[WORK INSTRUCTIONS]
Go through the entries below and collect each line with the string "unwrap" in it.

[Items from a dataset]
◆ ◆ ◆ ◆

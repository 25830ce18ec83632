//! Stress tests for concurrent dispatch
//!
//! These tests verify:
//! - Per-sink ordering holds while many threads log through shared handles
//! - Capacity drains and timer drains racing never lose or reorder records
//! - Closing while other threads are logging neither panics nor deadlocks

use rust_log_dispatch::prelude::*;
use rust_log_dispatch::sinks::MemorySinkHandle;
use std::collections::HashMap;
use std::sync::atomic::{AtomicBool, Ordering};
use std::sync::Arc;
use std::thread;
use std::time::Duration;

const THREADS: usize = 8;
const PER_THREAD: usize = 500;

fn memory_logger(buffer: BufferConfig) -> (Logger, MemorySinkHandle) {
    let memory = MemorySink::new();
    let handle = memory.handle();
    let logger = Logger::builder()
        .min_level(LogLevel::Trace)
        .buffer(buffer)
        .sink(memory)
        .build()
        .expect("Failed to build logger");
    (logger, handle)
}

/// Messages are `"<thread>:<seq>"`; each thread's sequence must arrive in order
fn assert_per_thread_order(messages: &[String]) {
    let mut last_seen: HashMap<usize, usize> = HashMap::new();
    for message in messages {
        let (thread_id, seq) = message.split_once(':').expect("tagged message");
        let thread_id: usize = thread_id.parse().unwrap();
        let seq: usize = seq.parse().unwrap();
        if let Some(previous) = last_seen.insert(thread_id, seq) {
            assert!(
                seq > previous,
                "thread {} delivered {} after {}",
                thread_id,
                seq,
                previous
            );
        }
    }
}

fn spawn_loggers(logger: &Logger, level: LogLevel) -> Vec<thread::JoinHandle<()>> {
    (0..THREADS)
        .map(|t| {
            let logger = logger.clone();
            thread::spawn(move || {
                for i in 0..PER_THREAD {
                    logger.log(level, format!("{}:{}", t, i));
                }
            })
        })
        .collect()
}

#[test]
fn test_concurrent_buffered_logging_preserves_order() {
    let (logger, records) =
        memory_logger(BufferConfig::new(64).with_flush_interval(Duration::from_millis(1)));

    for handle in spawn_loggers(&logger, LogLevel::Info) {
        handle.join().expect("logging thread panicked");
    }
    logger.flush().expect("Failed to flush");

    let messages = records.messages();
    assert_eq!(messages.len(), THREADS * PER_THREAD);
    assert_per_thread_order(&messages);
    assert_eq!(logger.metrics().dispatched(), (THREADS * PER_THREAD) as u64);
}

#[test]
fn test_concurrent_sync_logging_preserves_order() {
    let (logger, records) = memory_logger(BufferConfig::default());

    for handle in spawn_loggers(&logger, LogLevel::Error) {
        handle.join().expect("logging thread panicked");
    }

    let messages = records.messages();
    assert_eq!(messages.len(), THREADS * PER_THREAD);
    assert_per_thread_order(&messages);
    assert_eq!(logger.buffered_len(), 0);
}

#[test]
fn test_mixed_levels_each_level_in_order() {
    let (logger, records) = memory_logger(BufferConfig::new(16).without_timer());

    let handles: Vec<_> = (0..THREADS)
        .map(|t| {
            let logger = logger.clone();
            thread::spawn(move || {
                for i in 0..PER_THREAD {
                    // odd threads log synchronously, even threads are buffered
                    let level = if t % 2 == 0 { LogLevel::Info } else { LogLevel::Error };
                    logger.log(level, format!("{}:{}", t, i));
                }
            })
        })
        .collect();
    for handle in handles {
        handle.join().expect("logging thread panicked");
    }
    logger.flush().expect("Failed to flush");

    let messages = records.messages();
    assert_eq!(messages.len(), THREADS * PER_THREAD);
    assert_per_thread_order(&messages);
}

#[test]
fn test_close_while_logging() {
    let (logger, records) =
        memory_logger(BufferConfig::new(32).with_flush_interval(Duration::from_millis(1)));
    let stop = Arc::new(AtomicBool::new(false));

    let handles: Vec<_> = (0..THREADS)
        .map(|t| {
            let logger = logger.clone();
            let stop = Arc::clone(&stop);
            thread::spawn(move || {
                let mut i = 0;
                while !stop.load(Ordering::Relaxed) {
                    logger.info(format!("{}:{}", t, i));
                    i += 1;
                }
            })
        })
        .collect();

    thread::sleep(Duration::from_millis(50));
    let failures = logger.close();
    stop.store(true, Ordering::Relaxed);
    for handle in handles {
        handle.join().expect("logging thread panicked");
    }

    assert!(failures.is_empty());
    assert!(records.is_closed());

    let metrics = logger.metrics();
    let delivered = records.len() as u64;
    assert_eq!(delivered, metrics.dispatched());
    assert!(metrics.rejected_after_close() > 0);
    assert_per_thread_order(&records.messages());
}
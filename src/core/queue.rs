//! Bounded work queue with a fixed-size supervised worker pool.
//!
//! The pool defaults to one worker: the downstream transcription and LLM
//! calls are resource-heavy, so concurrency is explicit backpressure here.
//!
//! Concurrency discipline: a single mutex guards enqueue/dequeue bookkeeping
//! only. A worker releases the lock before executing the job handler, so the
//! long-running pipeline stage never blocks the queue. A worker whose task
//! dies is respawned by its supervisor to keep pool capacity constant.

use std::collections::{HashMap, VecDeque};
use std::path::{Path, PathBuf};
use std::sync::atomic::{AtomicBool, Ordering};
use std::sync::{Arc, Mutex};

use async_trait::async_trait;
use thiserror::Error;
use tokio::sync::Notify;
use tokio::task::JoinHandle;
use uuid::Uuid;

use crate::domain::{Job, JobStatus, QueueStats};

/// Errors from queue operations
#[derive(Debug, Error)]
pub enum QueueError {
    #[error("Queue is full ({capacity} jobs)")]
    Full { capacity: usize },

    #[error("Job for {0} is already queued or running")]
    Duplicate(PathBuf),

    #[error("Job {0} not found")]
    NotFound(Uuid),

    #[error("Job {0} already started, cannot cancel")]
    AlreadyRunning(Uuid),
}

/// Executes one job. Implemented by the pipeline orchestrator.
///
/// On success the handler returns the job's resolved content hash (if it got
/// far enough to compute one) so the queue can record it. A handler error is
/// recorded on the job and logged; it never crashes the worker or the pool.
#[async_trait]
pub trait JobHandler: Send + Sync + 'static {
    async fn run(&self, job: &Job) -> anyhow::Result<Option<String>>;
}

/// Queue configuration
#[derive(Debug, Clone)]
pub struct QueueConfig {
    /// Worker pool size (MAX_CONCURRENT_PROCESSING)
    pub pool_size: usize,

    /// Maximum queued jobs before enqueue is rejected
    pub capacity: usize,
}

impl Default for QueueConfig {
    fn default() -> Self {
        Self {
            pool_size: 1,
            capacity: 100,
        }
    }
}

/// Bookkeeping guarded by the queue mutex
struct QueueState {
    /// FIFO of jobs not yet picked up
    queued: VecDeque<Uuid>,

    /// Every job we know about, including finished ones
    jobs: HashMap<Uuid, Job>,

    /// Count of jobs currently executing in workers
    running: usize,
}

impl QueueState {
    /// Finished jobs are kept for status queries but trimmed to a bound
    fn trim_finished(&mut self, keep: usize) {
        let mut finished: Vec<(Uuid, chrono::DateTime<chrono::Utc>)> = self
            .jobs
            .iter()
            .filter(|(_, j)| matches!(j.status, JobStatus::Done | JobStatus::Error))
            .map(|(id, j)| (*id, j.enqueued_at))
            .collect();

        if finished.len() <= keep {
            return;
        }
        finished.sort_by(|a, b| b.1.cmp(&a.1));
        for (id, _) in finished.into_iter().skip(keep) {
            self.jobs.remove(&id);
        }
    }
}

◆ ◆ ◆ ◆

[RESPONSE TO THE EXERCISE]
        let thread_id: usize = thread_id.parse().unwrap();
        let seq: usize = seq.parse().unwrap();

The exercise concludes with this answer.